== Segment start ==
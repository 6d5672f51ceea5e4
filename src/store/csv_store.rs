//! CSV-file store: a directory holding the catalogue and append-only result logs.
//!
//! Layout:
//! - `tournaments.csv`: `id,name,format`
//! - `participants.csv`: `tournament_id,participant` (row order is seeding order)
//! - `results.csv`: one `ResultRow` per line, appended; on a retried submission the
//!   last row for a (tournament, contest, participant) is the one that counts
//! - `completions.csv`: one `CompletionSummary` per line, appended

use super::{CompletionSummary, ResultRow, ResultStore, RosterSource, StoreError, TournamentRecord};
use parking_lot::Mutex;
use serde::{Deserialize, Serialize};
use std::fs::{self, OpenOptions};
use std::path::{Path, PathBuf};

const TOURNAMENTS_FILE: &str = "tournaments.csv";
const PARTICIPANTS_FILE: &str = "participants.csv";
const RESULTS_FILE: &str = "results.csv";
const COMPLETIONS_FILE: &str = "completions.csv";

#[derive(Deserialize)]
struct TournamentRow {
    id: String,
    format: String,
}

#[derive(Deserialize)]
struct ParticipantRow {
    tournament_id: String,
    participant: String,
}

pub struct CsvStore {
    dir: PathBuf,
    /// Serializes appends so header detection and the write stay together.
    write_lock: Mutex<()>,
}

impl CsvStore {
    /// Open a store rooted at `dir`, creating the directory if needed.
    pub fn open(dir: impl AsRef<Path>) -> Result<Self, StoreError> {
        let dir = dir.as_ref().to_path_buf();
        fs::create_dir_all(&dir)?;
        Ok(Self {
            dir,
            write_lock: Mutex::new(()),
        })
    }

    pub fn dir(&self) -> &Path {
        &self.dir
    }

    fn append<T: Serialize>(&self, file: &str, row: &T) -> Result<(), StoreError> {
        let _guard = self.write_lock.lock();
        let path = self.dir.join(file);
        let needs_header = fs::metadata(&path).map(|m| m.len() == 0).unwrap_or(true);
        let f = OpenOptions::new().create(true).append(true).open(&path)?;
        let mut writer = csv::WriterBuilder::new()
            .has_headers(needs_header)
            .from_writer(f);
        writer.serialize(row)?;
        writer.flush()?;
        Ok(())
    }
}

impl ResultStore for CsvStore {
    fn record_result(&self, row: &ResultRow) -> Result<(), StoreError> {
        self.append(RESULTS_FILE, row)
    }

    fn record_completion(&self, summary: &CompletionSummary) -> Result<(), StoreError> {
        self.append(COMPLETIONS_FILE, summary)
    }
}

impl RosterSource for CsvStore {
    fn lookup(&self, tournament_id: &str) -> Result<TournamentRecord, StoreError> {
        let mut tournaments = csv::Reader::from_path(self.dir.join(TOURNAMENTS_FILE))?;
        let mut format = None;
        for row in tournaments.deserialize::<TournamentRow>() {
            let row = row?;
            if row.id == tournament_id {
                format = Some(row.format);
                break;
            }
        }
        let format = format.ok_or_else(|| StoreError::TournamentNotFound(tournament_id.to_string()))?;

        let mut participants = csv::Reader::from_path(self.dir.join(PARTICIPANTS_FILE))?;
        let mut roster = Vec::new();
        for row in participants.deserialize::<ParticipantRow>() {
            let row = row?;
            if row.tournament_id == tournament_id {
                roster.push(row.participant);
            }
        }
        log::debug!(
            "Loaded {} participants for {} from {}",
            roster.len(),
            tournament_id,
            self.dir.display()
        );

        Ok(TournamentRecord {
            id: tournament_id.to_string(),
            format,
            roster,
        })
    }
}
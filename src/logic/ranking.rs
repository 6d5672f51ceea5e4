//! Result ranking: order a contest's times into finishing positions.

use crate::models::ParticipantId;
use serde::{Deserialize, Serialize};

/// One participant's finishing position in a contest.
#[derive(Clone, Debug, Eq, PartialEq, Serialize, Deserialize)]
pub struct RankedResult {
    pub participant: ParticipantId,
    pub elapsed_ms: u64,
    /// 1-based. Tied times share a position and the next position is skipped (1, 1, 3).
    pub position: usize,
}

/// Rank entries by ascending elapsed time using competition ranking.
///
/// The sort is stable, so among equal times the input order is kept. The first
/// entry of the output is therefore the fastest participant listed earliest.
pub fn rank_results<I, P>(entries: I) -> Vec<RankedResult>
where
    I: IntoIterator<Item = (P, u64)>,
    P: Into<ParticipantId>,
{
    let mut sorted: Vec<(ParticipantId, u64)> = entries
        .into_iter()
        .map(|(p, t)| (p.into(), t))
        .collect();
    sorted.sort_by_key(|(_, t)| *t);

    let mut ranked: Vec<RankedResult> = Vec::with_capacity(sorted.len());
    for (i, (participant, elapsed_ms)) in sorted.into_iter().enumerate() {
        let position = match ranked.last() {
            Some(prev) if prev.elapsed_ms == elapsed_ms => prev.position,
            _ => i + 1,
        };
        ranked.push(RankedResult {
            participant,
            elapsed_ms,
            position,
        });
    }
    ranked
}
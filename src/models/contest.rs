//! Contest (one scheduled race) and per-round records.

use crate::models::participant::ParticipantId;
use serde::{Deserialize, Serialize};

/// Identifier for a contest, e.g. `match_3`. Assigned in creation order.
pub type ContestId = String;

/// Build the id for the `seq`-th contest of a bracket.
pub fn contest_id(seq: u64) -> ContestId {
    format!("match_{seq}")
}

/// A single race among two or more entrants. The fastest time wins.
#[derive(Clone, Debug, Eq, PartialEq, Serialize, Deserialize)]
pub struct Contest {
    pub id: ContestId,
    pub round: u32,
    /// Entrants in pairing order. Always at least two.
    pub entrants: Vec<ParticipantId>,
    /// None until the contest is finished.
    pub winner: Option<ParticipantId>,
    pub finished: bool,
}

impl Contest {
    pub fn new(id: ContestId, round: u32, entrants: Vec<ParticipantId>) -> Self {
        debug_assert!(entrants.len() >= 2);
        Self {
            id,
            round,
            entrants,
            winner: None,
            finished: false,
        }
    }

    pub fn has_entrant(&self, participant: &str) -> bool {
        self.entrants.iter().any(|e| e == participant)
    }

    /// Mark finished with the given winner.
    pub fn finish(&mut self, winner: ParticipantId) {
        self.winner = Some(winner);
        self.finished = true;
    }
}

/// One round of the bracket: who sat out and who came out of it.
#[derive(Clone, Debug, Default, Eq, PartialEq, Serialize, Deserialize)]
pub struct RoundRecord {
    pub round: u32,
    /// Participant given a bye when the round was paired.
    pub bye: Option<ParticipantId>,
    /// Contest winners (contest order) followed by returning byes. Filled when the round completes.
    pub advancing: Vec<ParticipantId>,
}

impl RoundRecord {
    pub fn new(round: u32) -> Self {
        Self {
            round,
            ..Self::default()
        }
    }
}
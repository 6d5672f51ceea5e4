//! Setup: build a bracket from a roster and pair round 1.

use crate::logic::pairing::pair_round;
use crate::models::{Bracket, BracketError, ParticipantId, TournamentId};
use std::collections::HashSet;

/// Number of rounds a single-elimination bracket of `participants` needs: `ceil(log2(n))`.
pub fn total_rounds_for(participants: usize) -> u32 {
    if participants < 2 {
        return 0;
    }
    usize::BITS - (participants - 1).leading_zeros()
}

/// Start a bracket: validate the roster, mark everyone Active and pair round 1.
///
/// The returned bracket always has round-1 contests ready.
pub fn start_bracket(
    tournament_id: impl Into<TournamentId>,
    roster: Vec<ParticipantId>,
) -> Result<Bracket, BracketError> {
    if roster.len() < 2 {
        return Err(BracketError::InvalidRoster { count: roster.len() });
    }
    let mut seen = HashSet::with_capacity(roster.len());
    for p in &roster {
        if !seen.insert(p.as_str()) {
            return Err(BracketError::DuplicateParticipant(p.clone()));
        }
    }

    let total_rounds = total_rounds_for(roster.len());
    let pool = roster.clone();
    let mut bracket = Bracket::new(tournament_id.into(), roster, total_rounds);
    pair_round(&mut bracket, pool);
    Ok(bracket)
}
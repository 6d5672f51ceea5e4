//! Single-elimination time-trial brackets: engine, ranking, and a concurrent registry.

pub mod config;
pub mod logic;
pub mod models;
pub mod registry;
pub mod store;

pub use config::Config;
pub use logic::{
    bracket_status, bracket_text, check_result, find_open_contest, match_history, next_contests,
    parse_time, rank_results, start_bracket, submit_result, total_rounds_for, BracketStatus,
    RankedResult, SubmitOutcome, TimeParseError,
};
pub use models::{
    Bracket, BracketError, Contest, ContestId, ParticipantId, ParticipantStatus, RoundRecord,
    TournamentFormat, TournamentId,
};
pub use registry::{ErrorKind, RegistryError, RegistryResult, TournamentRegistry};
pub use store::{
    CompletionSummary, CsvStore, MemoryStore, ResultRow, ResultStore, RosterSource, StoreError,
    TournamentRecord,
};
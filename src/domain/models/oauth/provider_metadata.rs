//! OIDC 디스커버리 문서 (`/.well-known/openid-configuration`)

use serde::{Deserialize, Serialize};

/// 디스커버리 문서 경로
pub const WELL_KNOWN_PATH: &str = "/.well-known/openid-configuration";

/// 프로바이더 메타데이터
#[derive(Debug, Clone, Serialize, Deserialize)]
pub struct ProviderMetadata {
    pub issuer: String,
    pub authorization_endpoint: String,
    pub token_endpoint: String,
    #[serde(default, skip_serializing_if = "Option::is_none")]
    pub userinfo_endpoint: Option<String>,
    pub jwks_uri: String,
    /// 서명 알고리즘 목록 (없으면 `RS256` 으로 간주)
    #[serde(default)]
    pub id_token_signing_alg_values_supported: Vec<String>,
    #[serde(default)]
    pub scopes_supported: Vec<String>,
}

impl ProviderMetadata {
    /// 이슈어 URL 로부터 디스커버리 문서 URL 을 만듭니다.
    pub fn discovery_url(issuer_url: &str) -> String {
        format!("{}{}", issuer_url.trim_end_matches('/'), WELL_KNOWN_PATH)
    }
}
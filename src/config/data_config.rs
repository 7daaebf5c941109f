//! 서버 및 실행 환경 설정 관리 모듈
//!
//! 서버 바인딩 주소, 실행 환경(개발/테스트/스테이징/프로덕션), 요청 속도 제한 설정을 관리합니다.

use std::env;

/// 실행 환경
#[derive(Debug, Clone, PartialEq)]
pub enum Environment {
    Development,
    Test,
    Staging,
    Production,
}

impl Environment {
    /// `ENVIRONMENT` 환경 변수로 현재 실행 환경을 판별합니다. (기본값: Production)
    pub fn current() -> Self {
        Self::from_str(&env::var("ENVIRONMENT").unwrap_or_else(|_| "production".to_string()))
    }

    pub fn from_str(s: &str) -> Self {
        match s.to_lowercase().as_str() {
            "development" | "dev" => Environment::Development,
            "test" | "testing" => Environment::Test,
            "staging" | "stage" => Environment::Staging,
            _ => Environment::Production,
        }
    }

    /// 프로덕션에서는 HTTP 콜백 호스트를 허용하지 않습니다.
    pub fn requires_https(&self) -> bool {
        matches!(self, Environment::Staging | Environment::Production)
    }
}

/// `PROFILE` 별 환경 파일
///
/// * `prod` - `.env.prod`
/// * `dev` - `.env.dev`
/// * 기타 - `.env`
pub struct EnvFile;

impl EnvFile {
    pub fn for_profile(profile: &str) -> &'static str {
        match profile {
            "prod" => ".env.prod",
            "dev" => ".env.dev",
            _ => ".env",
        }
    }
}

/// HTTP 서버 바인딩 설정
pub struct ServerConfig;

impl ServerConfig {
    pub fn port() -> u16 {
        env::var("PORT")
            .unwrap_or_else(|_| "8080".to_string())
            .parse()
            .unwrap_or(8080)
    }

    pub fn host() -> String {
        env::var("HOST").unwrap_or_else(|_| "0.0.0.0".to_string())
    }

    pub fn bind_address() -> String {
        format!("{}:{}", Self::host(), Self::port())
    }
}

/// 요청 속도 제한 설정
///
/// ```bash
/// RATE_LIMIT_PER_SECOND=20   # 기본값 100
/// RATE_LIMIT_BURST_SIZE=40   # 기본값 200
/// ```
#[derive(Debug, Clone, PartialEq)]
pub struct RateLimitConfig {
    pub per_second: u64,
    pub burst_size: u32,
}

impl RateLimitConfig {
    pub fn load() -> Self {
        Self::parse(
            env::var("RATE_LIMIT_PER_SECOND").ok().as_deref(),
            env::var("RATE_LIMIT_BURST_SIZE").ok().as_deref(),
        )
    }

    pub fn parse(per_second: Option<&str>, burst_size: Option<&str>) -> Self {
        let per_second = per_second
            .unwrap_or("100")
            .parse::<u64>()
            .ok()
            .filter(|v| *v > 0)
            .unwrap_or_else(|| {
                log::error!("RATE_LIMIT_PER_SECOND 파싱 실패. 기본값 100 사용");
                100
            });

        let burst_size = burst_size
            .unwrap_or("200")
            .parse::<u32>()
            .ok()
            .filter(|v| *v > 0)
            .unwrap_or_else(|| {
                log::error!("RATE_LIMIT_BURST_SIZE 파싱 실패. 기본값 200 사용");
                200
            });

        Self {
            per_second,
            burst_size,
        }
    }
}

#[cfg(test)]
mod tests {
    use super::*;

    #[test]
    fn test_environment_from_string() {
        assert_eq!(
            Environment::from_str("development"),
            Environment::Development
        );
        assert_eq!(Environment::from_str("test"), Environment::Test);
        assert_eq!(Environment::from_str("Stage"), Environment::Staging);
        assert_eq!(Environment::from_str("production"), Environment::Production);
        assert_eq!(Environment::from_str("unknown"), Environment::Production);
    }

    #[test]
    fn test_https_requirement() {
        assert!(!Environment::Development.requires_https());
        assert!(!Environment::Test.requires_https());
        assert!(Environment::Staging.requires_https());
        assert!(Environment::Production.requires_https());
    }

    #[test]
    fn test_env_file_for_profile() {
        assert_eq!(EnvFile::for_profile("prod"), ".env.prod");
        assert_eq!(EnvFile::for_profile("dev"), ".env.dev");
        assert_eq!(EnvFile::for_profile("staging"), ".env");
    }

    #[test]
    fn test_rate_limit_parse() {
        assert_eq!(
            RateLimitConfig::parse(None, None),
            RateLimitConfig {
                per_second: 100,
                burst_size: 200
            }
        );
        assert_eq!(RateLimitConfig::parse(Some("20"), Some("40")).burst_size, 40);
        assert_eq!(RateLimitConfig::parse(Some("abc"), Some("0")).per_second, 100);
        assert_eq!(RateLimitConfig::parse(Some("abc"), Some("0")).burst_size, 200);
    }

    #[test]
    fn test_server_config_defaults() {
        if env::var("PORT").is_err() {
            assert_eq!(ServerConfig::port(), 8080);
        }

        if env::var("HOST").is_err() {
            assert_eq!(ServerConfig::host(), "0.0.0.0");
        }
    }
}
//! # OpenID Connect 도메인 모델
//!
//! 인증 플로우에서 주고받는 값 타입들입니다.
//!
//! - [`oauth_token`] - 토큰 엔드포인트 응답 (`OAuthToken`)
//! - [`identity_token`] - 검증된 ID 토큰 (`IdentityToken`)
//! - [`profile_claims`] - userinfo 프로필 클레임 (`ProfileClaims`)
//! - [`provider_metadata`] - 디스커버리 문서 (`ProviderMetadata`)
//! - [`provider_config`] - 클라이언트 설정 (`ProviderConfig`)

pub mod identity_token;
pub mod oauth_token;
pub mod profile_claims;
pub mod provider_config;
pub mod provider_metadata;

pub use identity_token::*;
pub use oauth_token::*;
pub use profile_claims::*;
pub use provider_config::*;
pub use provider_metadata::*;
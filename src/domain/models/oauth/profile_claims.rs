//! # userinfo 프로필 클레임
//!
//! 프로바이더의 userinfo 엔드포인트가 반환하는 표준 프로필 클레임입니다.
//! 모든 필드는 선택 사항이며, 응답에 없는 필드는 `None` 으로 남습니다.
//!
//! ## 필드 매핑
//!
//! | 클레임 | 필드 |
//! |--------|------|
//! | `sub` | `sub` |
//! | `email` | `email` |
//! | `given_name` | `given_name` |
//! | `family_name` | `family_name` |
//! | `nickname` | `nickname` |
//! | `picture` | `picture_url` |

use serde::{Deserialize, Serialize};

#[derive(Debug, Clone, Default, PartialEq, Serialize, Deserialize)]
pub struct ProfileClaims {
    #[serde(default, skip_serializing_if = "Option::is_none")]
    pub sub: Option<String>,

    #[serde(default)]
    pub email: Option<String>,

    #[serde(default)]
    pub given_name: Option<String>,

    #[serde(default)]
    pub family_name: Option<String>,

    #[serde(default)]
    pub nickname: Option<String>,

    #[serde(default, rename = "picture")]
    pub picture_url: Option<String>,
}
//! 데이터 접근 계층

pub mod accounts;

pub use accounts::*;
//! # Configuration Module
//!
//! 백엔드 서비스의 설정 관리를 담당하는 모듈입니다.
//! 환경 변수 기반의 설정값들을 중앙집중식으로 관리하되,
//! 인증 플로우 컨트롤러에는 조회 결과를 명시적으로 주입합니다.
//!
//! ## 모듈 구성
//!
//! - [`data_config`] - 서버, 실행 환경 관련 설정
//! - [`auth_config`] - OpenID Connect 프로바이더, OAuth 플로우 관련 설정
//!
//! ## 환경 변수 설정 가이드
//!
//! ```bash
//! # 서버 설정
//! export HOST="0.0.0.0"
//! export PORT="8080"
//! export SERVER_HOST="https://yourdomain.com"   # 콜백 URL 에 사용되는 공개 호스트
//!
//! # 프로바이더
//! export AUTH_PROVIDERS="google"
//! export AUTH_GOOGLE_KEY="your-client-id"
//! export AUTH_GOOGLE_SECRET="your-client-secret"
//! export AUTH_GOOGLE_ENDPOINT_URL="https://accounts.google.com"
//!
//! # 선택
//! export OAUTH_SESSION_TIMEOUT_MINUTES="10"
//! export OAUTH_HTTP_TIMEOUT_SECS="10"
//! export RATE_LIMIT_PER_SECOND="100"
//! ```

pub mod auth_config;
pub mod data_config;

pub use auth_config::*;
pub use data_config::*;
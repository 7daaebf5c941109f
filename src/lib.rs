//! OpenID Connect 로그인 백엔드
//!
//! OpenID Connect 프로바이더(Google 등)를 통한 Authorization Code 로그인을
//! 처리하는 relying party 서비스입니다.
//!
//! # Features
//!
//! - **디스커버리**: `/.well-known/openid-configuration` 과 JWKS 로 프로바이더 구성
//! - **ID 토큰 검증**: 서명, issuer, audience, 만료 검증과 키 회전 대응
//! - **state 관리**: OS 난수 기반 1회용 state
//! - **프로필 조회**: userinfo 조회와 subject 교차 확인
//! - **계정 등록**: subject 기준 계정 생성/갱신, 가입 완료 판정
//!
//! # Architecture
//!
//! ```text
//! ┌─────────────────┐
//! │   HTTP Routes   │ ← /api/v1/login/{provider}[/callback]
//! └─────────────────┘
//!          │
//!          ▼
//! ┌─────────────────┐
//! │    Handlers     │ ← 요청/응답 처리
//! └─────────────────┘
//!          │
//!          ▼
//! ┌─────────────────┐
//! │  LoginService   │ ← state, 계정 등록
//! └─────────────────┘
//!          │
//!          ▼
//! ┌─────────────────┐      ┌──────────────────────┐
//! │  OpenIdClient   │ ───► │ OpenID 프로바이더     │
//! └─────────────────┘      └──────────────────────┘
//!          │
//!          ▼
//! ┌─────────────────┐
//! │  Repositories   │ ← 계정 저장소
//! └─────────────────┘
//! ```
//!
//! # Examples
//!
//! ```rust,ignore
//! use openid_login_backend::config::EnvConfigSource;
//! use openid_login_backend::services::auth::{OpenIdClient, RequestContext, generate_token};
//!
//! let ctx = RequestContext::background();
//! let client = OpenIdClient::load(&EnvConfigSource, "google", reqwest::Client::new(), &ctx).await?;
//!
//! let state = generate_token(32)?;
//! let url = client.generate_login_url(&state);
//! ```

pub mod config;
pub mod core;
pub mod domain;
pub mod errors;
pub mod handlers;
pub mod repositories;
pub mod routes;
pub mod services;
pub mod utils;
//! # Domain Layer Module
//!
//! ```text
//! Domain Layer (이 모듈)
//! ├── entities  - 사용자 계정 엔티티
//! ├── dto       - 로그인 요청/응답
//! └── models    - OpenID Connect 프로토콜 모델 (토큰, 클레임, 디스커버리)
//! ```

pub mod dto;
pub mod entities;
pub mod models;

pub use dto::*;
pub use entities::*;
pub use models::*;
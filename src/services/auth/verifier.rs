//! ID 토큰 서명 및 클레임 검증기
//!
//! 검증 순서:
//!
//! 1. 헤더 디코딩, 허용된 서명 알고리즘인지 확인 (`none`/HMAC 거부)
//! 2. `kid`/`alg` 로 후보 키 선택, 서명 검증
//! 3. 후보 키가 없거나 서명이 맞지 않으면 JWKS 를 한 번 갱신 후 재시도 (키 회전 대응)
//! 4. `iss`, `aud`, `exp`, `nbf` 검증 (시계 오차 허용)
//! 5. `iat` 가 허용 오차보다 미래이면 거부, `sub` 가 비어있으면 거부

use std::sync::Arc;
use std::time::Duration;

use chrono::{DateTime, Utc};
use jsonwebtoken::errors::ErrorKind;
use jsonwebtoken::{Algorithm, Validation, decode, decode_header};
use serde_json::Value;

use crate::core::errors::{OpenIdError, OpenIdResult};
use crate::domain::models::oauth::{IdTokenClaims, IdentityToken};
use crate::services::auth::jwks::{KeySet, RemoteKeySet};
use crate::services::auth::request_context::RequestContext;

/// 기본 시계 오차 허용 범위
pub const DEFAULT_CLOCK_SKEW: Duration = Duration::from_secs(60);

/// 필수 등록 클레임
const REQUIRED_CLAIMS: [&str; 4] = ["exp", "iss", "aud", "sub"];

enum Attempt {
    Verified(Value),
    /// 현재 키 집합으로는 서명을 확인할 수 없음 (갱신 후 재시도 대상)
    StaleKeys(String),
    Rejected(String),
}

/// 특정 이슈어/클라이언트에 묶인 ID 토큰 검증기
pub struct IdTokenVerifier {
    issuer: String,
    client_id: String,
    algorithms: Vec<Algorithm>,
    keys: Arc<RemoteKeySet>,
    clock_skew: Duration,
}

impl IdTokenVerifier {
    /// # 인자
    ///
    /// * `issuer` - 디스커버리로 확인된 이슈어 (토큰의 `iss` 와 정확히 일치해야 함)
    /// * `client_id` - 토큰의 `aud` 에 포함되어야 하는 클라이언트 ID
    /// * `supported` - 프로바이더가 광고한 서명 알고리즘 목록 (비어있으면 RS256)
    /// * `keys` - 프로바이더 JWKS 저장소
    pub fn new(
        issuer: &str,
        client_id: &str,
        supported: &[String],
        keys: Arc<RemoteKeySet>,
    ) -> Self {
        Self {
            issuer: issuer.to_string(),
            client_id: client_id.to_string(),
            algorithms: allowed_algorithms(supported),
            keys,
            clock_skew: DEFAULT_CLOCK_SKEW,
        }
    }

    pub fn with_clock_skew(mut self, clock_skew: Duration) -> Self {
        self.clock_skew = clock_skew;
        self
    }

    pub fn algorithms(&self) -> &[Algorithm] {
        &self.algorithms
    }

    pub fn key_store(&self) -> &Arc<RemoteKeySet> {
        &self.keys
    }

    /// 원시 ID 토큰을 검증합니다.
    ///
    /// # Errors
    ///
    /// * `OpenIdError::IdentityTokenInvalid` - 형식, 서명, 클레임 중 하나라도 실패
    /// * `OpenIdError::Cancelled` / `OpenIdError::DeadlineExceeded` - 키 갱신 중 중단
    pub async fn verify(&self, raw: &str, ctx: &RequestContext) -> OpenIdResult<IdentityToken> {
        let header = decode_header(raw).map_err(|e| {
            OpenIdError::IdentityTokenInvalid(format!("잘못된 토큰 헤더: {}", e))
        })?;

        if !self.algorithms.contains(&header.alg) {
            return Err(OpenIdError::IdentityTokenInvalid(format!(
                "허용되지 않은 서명 알고리즘: {:?}",
                header.alg
            )));
        }

        let kid = header.kid.as_deref();
        let snapshot = self.keys.snapshot();

        let payload = match self.attempt(raw, kid, header.alg, &snapshot) {
            Attempt::Verified(payload) => payload,
            Attempt::Rejected(reason) => return Err(OpenIdError::IdentityTokenInvalid(reason)),
            Attempt::StaleKeys(reason) => {
                log::debug!("🔑 {} - JWKS 갱신 후 재검증", reason);

                let refreshed = self.keys.refresh_after(&snapshot, ctx).await.map_err(|e| {
                    if e.is_interrupted() {
                        e
                    } else {
                        OpenIdError::IdentityTokenInvalid(format!("{} (키 갱신 실패: {})", reason, e))
                    }
                })?;

                match self.attempt(raw, kid, header.alg, &refreshed) {
                    Attempt::Verified(payload) => payload,
                    Attempt::Rejected(reason) | Attempt::StaleKeys(reason) => {
                        return Err(OpenIdError::IdentityTokenInvalid(reason));
                    }
                }
            }
        };

        self.build_identity(payload)
    }

    fn validation(&self, alg: Algorithm) -> Validation {
        let mut validation = Validation::new(alg);
        validation.algorithms = vec![alg];
        validation.leeway = self.clock_skew.as_secs();
        validation.validate_exp = true;
        validation.validate_nbf = true;
        validation.set_issuer(&[self.issuer.as_str()]);
        validation.set_audience(&[self.client_id.as_str()]);
        validation.set_required_spec_claims(&REQUIRED_CLAIMS);
        validation
    }

    fn attempt(&self, raw: &str, kid: Option<&str>, alg: Algorithm, keys: &KeySet) -> Attempt {
        let candidates = keys.candidates(kid, alg);
        if candidates.is_empty() {
            return Attempt::StaleKeys(format!("일치하는 서명 키 없음 (kid: {:?})", kid));
        }

        let validation = self.validation(alg);
        for candidate in candidates {
            match decode::<Value>(raw, &candidate.key, &validation) {
                Ok(data) => return Attempt::Verified(data.claims),
                Err(e) if matches!(e.kind(), ErrorKind::InvalidSignature) => continue,
                // 서명 확인 후 발생하는 클레임 에러는 키를 바꿔도 달라지지 않음
                Err(e) => return Attempt::Rejected(describe(e.kind())),
            }
        }

        Attempt::StaleKeys("서명 검증 실패".to_string())
    }

    fn build_identity(&self, payload: Value) -> OpenIdResult<IdentityToken> {
        let claims: IdTokenClaims = serde_json::from_value(payload.clone())
            .map_err(|e| OpenIdError::IdentityTokenInvalid(format!("클레임 형식 오류: {}", e)))?;

        if claims.sub.is_empty() {
            return Err(OpenIdError::IdentityTokenInvalid(
                "sub 클레임이 비어있습니다".to_string(),
            ));
        }

        let now = Utc::now().timestamp();
        let skew = self.clock_skew.as_secs() as i64;
        if claims.iat > now + skew {
            return Err(OpenIdError::IdentityTokenInvalid(format!(
                "iat 가 미래 시각입니다 ({})",
                claims.iat
            )));
        }

        let issued_at = timestamp(claims.iat, "iat")?;
        let expiry = timestamp(claims.exp, "exp")?;

        Ok(IdentityToken::new(
            claims.iss,
            claims.sub,
            claims.aud.into_vec(),
            issued_at,
            expiry,
            claims.nonce,
            payload,
        ))
    }
}

/// 광고된 알고리즘 중 비대칭 서명 알고리즘만 허용합니다.
fn allowed_algorithms(supported: &[String]) -> Vec<Algorithm> {
    let algorithms: Vec<Algorithm> = supported
        .iter()
        .filter_map(|name| name.parse::<Algorithm>().ok())
        .filter(|alg| {
            matches!(
                alg,
                Algorithm::RS256
                    | Algorithm::RS384
                    | Algorithm::RS512
                    | Algorithm::PS256
                    | Algorithm::PS384
                    | Algorithm::PS512
                    | Algorithm::ES256
                    | Algorithm::ES384
            )
        })
        .collect();

    if algorithms.is_empty() {
        vec![Algorithm::RS256]
    } else {
        algorithms
    }
}

fn timestamp(seconds: i64, claim: &str) -> OpenIdResult<DateTime<Utc>> {
    DateTime::from_timestamp(seconds, 0).ok_or_else(|| {
        OpenIdError::IdentityTokenInvalid(format!("{} 값이 범위를 벗어났습니다: {}", claim, seconds))
    })
}

fn describe(kind: &ErrorKind) -> String {
    match kind {
        ErrorKind::ExpiredSignature => "토큰이 만료되었습니다".to_string(),
        ErrorKind::ImmatureSignature => "토큰이 아직 유효하지 않습니다 (nbf)".to_string(),
        ErrorKind::InvalidIssuer => "issuer 불일치".to_string(),
        ErrorKind::InvalidAudience => "audience 에 클라이언트 ID 가 없습니다".to_string(),
        ErrorKind::MissingRequiredClaim(claim) => format!("필수 클레임 누락: {}", claim),
        other => format!("토큰 검증 실패: {:?}", other),
    }
}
== Segment end ==
### Task to carry out
Scanning the data above, count the lines in which the string "last" occurs and state only the count.

### Solution to the exercise
2